**YOUR ASSIGNMENT:** This exercise calls for a copy of every line in the listing below that carries the word "types".

[DATA TO PROCESS Boundary: Start]

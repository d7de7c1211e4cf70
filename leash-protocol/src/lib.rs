//! leash-protocol: Wire protocol for broker, agents, and targets
//!
//! This crate defines the message types exchanged over the broker's TCP
//! socket and the codec that frames them as newline-delimited JSON. Both
//! sides of every connection speak the same two enums: [`ClientMessage`]
//! for frames sent to the broker, [`ServerMessage`] for frames it sends
//! back.

pub mod codec;
pub mod messages;
pub mod types;

// Re-export commonly used types
pub use codec::{ClientCodec, CodecError, ServerCodec};
pub use messages::{ClientMessage, Role, ServerMessage};
pub use types::{
    new_request_id, now_millis, Action, CommandEnvelope, DeviceInfo, Direction, ErrorCode,
    LogEntry, LogEvent, LogRecord, ResponseBody, ResponseEnvelope, ResponsePayload, TargetInfo,
    Velocity, DEFAULT_LONG_PRESS_MS, DEFAULT_SCROLL_AMOUNT,
};

/// Protocol version for compatibility checking
pub const PROTOCOL_VERSION: u32 = 1;

/// TCP port the broker listens on unless configured otherwise
pub const DEFAULT_PORT: u16 = 9150;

[DATA TO PROCESS Boundary: End]

**COMPLETED TASK:**
//! This crate defines the message types exchanged over the broker's TCP
pub mod types;
// Re-export commonly used types
pub use types::{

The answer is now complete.